Autonomy: In a typical meeting, the boss or presenter is in charge of the agenda and the dialogue. Other participants are reduced to listening and asking questions instead of actively contributing. This reduction in participation leads to reduced commitment and makes it less likely for people to carry the ideas forward after they leave the meeting.

In Visual Thinking sessions, everyone is involved in making ideas and plans more tangible and concrete. This increases people’s sense of control. If everyone participates in creating the picture of what will happen, it is easier for them to take ownership and run with it.

Relatedness: Typical meetings are focused primarily on the exchange of information, not team-building. Most business meetings are dry affairs. It’s blah blah blah, until it’s over. When a group of people works together to create a shared picture of their situation, their vision, and a plan to get there, they are simultaneously building a sense of who they are as a team. Creating a vision together makes it easier to take action after the session is over.

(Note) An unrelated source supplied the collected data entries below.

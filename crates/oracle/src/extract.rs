//! JSON Extraction from Free-Form Replies

use crate::OracleError;
use serde::de::DeserializeOwned;

/// Find the outermost brace-delimited span in `text`.
///
/// Takes everything from the first `{` through the last `}`, so prose or
/// markdown fences around the object are ignored.
pub fn extract_json_object(text: &str) -> Option<&str> {
    let start = text.find('{')?;
    let end = text.rfind('}')?;
    if end < start {
        return None;
    }
    Some(&text[start..=end])
}

/// Extract and deserialize the JSON object embedded in an oracle reply
pub fn parse_json_reply<T: DeserializeOwned>(text: &str) -> Result<T, OracleError> {
    let json = extract_json_object(text).ok_or(OracleError::NoJson)?;
    serde_json::from_str(json).map_err(|e| OracleError::Parse(e.to_string()))
}
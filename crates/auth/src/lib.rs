//! Authentication
//!
//! PBKDF2 password hashing and HS256 bearer tokens. Transport-agnostic: the
//! API crate decides where tokens come from.

mod password;
mod signup;
mod token;

pub use password::{hash_password, verify_password, MIN_PASSWORD_LEN};
pub use signup::SignupRequest;
pub use token::{Claims, TokenIssuer};

use thiserror::Error;

/// Authentication errors
#[derive(Debug, Clone, PartialEq, Eq, Error)]
pub enum AuthError {
    #[error("Invalid email or password")]
    InvalidCredentials,
    #[error("Missing bearer token")]
    MissingToken,
    #[error("Invalid token: {0}")]
    InvalidToken(String),
    #[error("Token has expired")]
    Expired,
    #[error("{0}")]
    InvalidSignup(String),
    #[error("Password hashing failed: {0}")]
    Hashing(String),
    #[error("Invalid auth configuration: {0}")]
    InvalidConfig(String),
}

Fairness: In a typical meeting, the extroverts — people who like to talk — often get the lion’s share of the airtime. Introverts, who may have great contributions to make, may not get the time and space they need to share their ideas.”

Character Moves:

  1. Consider making visual meetings versus typical meetings a more regular part of your involvement and contribution process. In fact, if you are aren’t collectively creating pictures, models, and graphics, you may be accepting meetings in their lowest form of “blah, blah, blah.” How effective are they really?
  1. Consider where and when facilitating a meeting in which a “conversation and visual thinking” process is the best medium; where everyone is up and having a “voice.” Find out how leading organizations are applying this.
  1. The best visual thinking sessions ensure there is time for both individual reflection and group discussion. Consider referencing the book “Gamestorming” for more ideas and approaches you might apply. 
  1. Meetings need to get reimagined and reinvented. Consider visual thinking as a process to do that. We need more connected and faster moving organizations. Visual thinking and NeuroLeadership can accelerate us. Learn more about both. 

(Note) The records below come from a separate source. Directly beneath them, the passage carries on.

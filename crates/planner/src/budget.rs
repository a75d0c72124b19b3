//! Budget Calculator

use crate::PlannerError;
use ad_model::format_count;
use serde::{Deserialize, Serialize};
use tracing::debug;

/// Share of impressions that reach unique users
const UNIQUE_REACH_RATIO: f64 = 0.75;

/// Inputs to the budget calculator
#[derive(Debug, Clone, Serialize, Deserialize)]
#[serde(rename_all = "camelCase")]
pub struct BudgetRequest {
    /// Brand Awareness, Website Traffic, Product Sales, Lead Generation, Store Visits
    pub campaign_goal: String,
    /// Campaign length in days
    pub duration: u32,
    /// Small, Medium, Large, Very Large
    pub audience_size: String,
    /// Facebook, Instagram, Google
    pub platform: String,
    /// Low, Medium, High
    pub competition: String,
    pub product_price: f64,
}

/// Recommended budget with projected outcomes
#[derive(Debug, Clone, PartialEq, Serialize, Deserialize)]
#[serde(rename_all = "camelCase")]
pub struct BudgetPlan {
    pub total_budget: u64,
    pub daily_budget: u64,
    pub duration: u32,
    pub reach: u64,
    pub expected_sales: u64,
    /// Return on investment in percent, one decimal place
    pub roi: f64,
    pub revenue: f64,
    pub platform: String,
    pub campaign_goal: String,
    pub product_price: f64,
    pub tips: Vec<String>,
}

fn base_daily_budget(audience_size: &str) -> f64 {
    match audience_size {
        "Small" => 200.0,
        "Medium" => 500.0,
        "Large" => 1500.0,
        "Very Large" => 3000.0,
        _ => 0.0,
    }
}

fn platform_multiplier(platform: &str) -> f64 {
    match platform {
        "Instagram" => 1.2,
        "Google" => 1.5,
        _ => 1.0,
    }
}

fn competition_multiplier(competition: &str) -> f64 {
    match competition {
        "Low" => 0.8,
        "High" => 1.3,
        _ => 1.0,
    }
}

fn goal_multiplier(goal: &str) -> f64 {
    match goal {
        "Brand Awareness" => 0.9,
        "Product Sales" => 1.2,
        "Lead Generation" => 1.1,
        _ => 1.0,
    }
}

/// Cost per thousand impressions
fn cpm(platform: &str) -> f64 {
    match platform {
        "Facebook" => 50.0,
        "Instagram" => 70.0,
        "Google" => 100.0,
        _ => 60.0,
    }
}

fn conversion_rate(goal: &str) -> f64 {
    match goal {
        "Brand Awareness" => 0.005,
        "Website Traffic" => 0.01,
        "Product Sales" => 0.02,
        "Lead Generation" => 0.03,
        "Store Visits" => 0.015,
        _ => 0.01,
    }
}

/// Expensive products convert less often
fn price_adjustment(price: f64) -> f64 {
    if price > 5000.0 {
        0.6
    } else if price > 2000.0 {
        0.8
    } else {
        1.0
    }
}

fn estimate_reach(total_budget: f64, platform: &str) -> u64 {
    let impressions = total_budget / cpm(platform) * 1000.0;
    (impressions * UNIQUE_REACH_RATIO).round() as u64
}

fn estimate_sales(reach: u64, price: f64, goal: &str) -> u64 {
    (reach as f64 * conversion_rate(goal) * price_adjustment(price)).round() as u64
}

/// Size a campaign budget and project its reach, sales, and ROI
pub fn calculate_budget(request: &BudgetRequest) -> Result<BudgetPlan, PlannerError> {
    if request.duration == 0 {
        return Err(PlannerError::InvalidDuration);
    }
    if !request.product_price.is_finite() || request.product_price < 0.0 {
        return Err(PlannerError::InvalidPrice(request.product_price));
    }

    let daily = base_daily_budget(&request.audience_size)
        * platform_multiplier(&request.platform)
        * competition_multiplier(&request.competition)
        * goal_multiplier(&request.campaign_goal);

    let total_budget = (daily * f64::from(request.duration)).round() as u64;
    let reach = estimate_reach(total_budget as f64, &request.platform);
    let expected_sales = estimate_sales(reach, request.product_price, &request.campaign_goal);

    let revenue = expected_sales as f64 * request.product_price;
    let roi = if total_budget == 0 {
        0.0
    } else {
        let raw = (revenue - total_budget as f64) / total_budget as f64 * 100.0;
        (raw * 10.0).round() / 10.0
    };

    debug!(
        "Budget plan: total={} reach={} sales={} roi={}",
        total_budget, reach, expected_sales, roi
    );

    let mut plan = BudgetPlan {
        total_budget,
        daily_budget: daily.round() as u64,
        duration: request.duration,
        reach,
        expected_sales,
        roi,
        revenue,
        platform: request.platform.clone(),
        campaign_goal: request.campaign_goal.clone(),
        product_price: request.product_price,
        tips: Vec::new(),
    };
    plan.tips = budget_tips(&plan);
    Ok(plan)
}

fn budget_tips(plan: &BudgetPlan) -> Vec<String> {
    let mut tips = Vec::with_capacity(6);

    tips.push(if plan.roi > 100.0 {
        format!("Excellent ROI projected! Expected {:.1}% return on investment.", plan.roi)
    } else if plan.roi > 50.0 {
        format!("Good ROI projected. Expected {:.1}% return.", plan.roi)
    } else if plan.roi > 0.0 {
        "Moderate ROI. Consider optimizing targeting or increasing conversion rate.".to_string()
    } else {
        "Negative ROI projected. Consider reducing budget or improving ad quality.".to_string()
    });

    let best_share = (plan.total_budget as f64 * 0.7).round() as u64;
    tips.push(format!(
        "Allocate 70% (৳{}) to best-performing ads, 30% to testing.",
        format_count(best_share)
    ));

    tips.push(if plan.duration > 7 {
        format!(
            "Start with ৳{}/day. Increase if performing well after 3 days.",
            format_count(plan.daily_budget)
        )
    } else {
        "Short campaign - Use full daily budget from day 1 for maximum impact.".to_string()
    });

    tips.push(
        match plan.platform.as_str() {
            "Instagram" => {
                "Instagram: Focus on high-quality images. Use Stories and Reels for better engagement."
            }
            "Facebook" => {
                "Facebook: Use carousel ads to show multiple products. Test video ads for higher engagement."
            }
            _ => "Google: Use search ads for high-intent buyers. Focus on keywords related to clothing.",
        }
        .to_string(),
    );

    tips.push(if plan.expected_sales > 0 {
        let cost_per_result = (plan.total_budget as f64 / plan.expected_sales as f64).round() as u64;
        format!(
            "Monitor first 24 hours closely. Pause if cost-per-result exceeds ৳{}.",
            format_count(cost_per_result)
        )
    } else {
        "Monitor first 24 hours closely. Pause if the campaign produces no results.".to_string()
    });

    tips.push(
        "Test 2-3 ad variations to find best performer. Shift budget to winner after 2 days."
            .to_string(),
    );

    tips
}

#[cfg(test)]
mod tests {
    use super::*;

    fn request() -> BudgetRequest {
        BudgetRequest {
            campaign_goal: "Product Sales".into(),
            duration: 10,
            audience_size: "Medium".into(),
            platform: "Instagram".into(),
            competition: "Medium".into(),
            product_price: 1500.0,
        }
    }

    #[test]
    fn test_medium_instagram_sales_campaign() {
        let plan = calculate_budget(&request()).unwrap();
        assert_eq!(plan.daily_budget, 720);
        assert_eq!(plan.total_budget, 7200);
        assert_eq!(plan.reach, 77_143);
        assert_eq!(plan.expected_sales, 1543);
        assert_eq!(plan.revenue, 2_314_500.0);
        assert_eq!(plan.roi, 32045.8);
        assert_eq!(plan.tips.len(), 6);
        assert!(plan.tips[0].starts_with("Excellent ROI"));
        assert!(plan.tips[1].contains("৳5,040"));
        assert!(plan.tips[2].contains("৳720/day"));
        assert!(plan.tips[3].starts_with("Instagram"));
        assert!(plan.tips[4].contains("৳5."));
    }

    #[test]
    fn test_luxury_price_lowers_conversion() {
        let plan = calculate_budget(&BudgetRequest {
            campaign_goal: "Brand Awareness".into(),
            duration: 5,
            audience_size: "Small".into(),
            platform: "Facebook".into(),
            competition: "Low".into(),
            product_price: 6000.0,
        })
        .unwrap();
        assert_eq!(plan.total_budget, 720);
        assert_eq!(plan.reach, 10_800);
        assert_eq!(plan.expected_sales, 32);
        assert!(plan.tips[2].starts_with("Short campaign"));
    }

    #[test]
    fn test_unknown_audience_size_yields_zero_budget() {
        let plan = calculate_budget(&BudgetRequest {
            audience_size: "Huge".into(),
            ..request()
        })
        .unwrap();
        assert_eq!(plan.total_budget, 0);
        assert_eq!(plan.roi, 0.0);
        assert!(plan.tips[4].contains("no results"));
    }

    #[test]
    fn test_rejects_bad_inputs() {
        assert_eq!(
            calculate_budget(&BudgetRequest { duration: 0, ..request() }),
            Err(PlannerError::InvalidDuration)
        );
        assert!(matches!(
            calculate_budget(&BudgetRequest { product_price: -1.0, ..request() }),
            Err(PlannerError::InvalidPrice(_))
        ));
    }

    proptest::proptest! {
        #[test]
        fn prop_plan_is_total(duration in 1u32..365, price in 0.0f64..20_000.0) {
            let plan = calculate_budget(&BudgetRequest {
                duration,
                product_price: price,
                ..request()
            })
            .unwrap();
            proptest::prop_assert!(plan.roi.is_finite());
            proptest::prop_assert_eq!(plan.tips.len(), 6);
            proptest::prop_assert_eq!(plan.total_budget, 720 * u64::from(duration));
        }
    }

    #[test]
    fn test_wire_names() {
        let json = serde_json::to_value(calculate_budget(&request()).unwrap()).unwrap();
        assert_eq!(json["totalBudget"], 7200);
        assert_eq!(json["expectedSales"], 1543);
    }
}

Visual thinking in the Triangle, 

Lorne  

One Millennial View: I happen to enjoy meetings, but I’ve certainly exited some of them saying “Yeah, that could have been addressed in a two paragraph email.” Now, considering my entire business is visual (for those that don’t know, I work in an online and TV video creation department), I know how crucial “seeing” something is. However, it does take time, and no business wants to or can afford to waste resources on quality, creative production if the juice isn’t worth the squeeze. As Gray alludes though, a voice-only platform can be “blah blah blah.” Meetings are great when done well, so how about this solution? If it can just be said in an email – email it. If the meeting involves visual thinking, then we’ll GLADLY put in the work. I’ll even order pizza.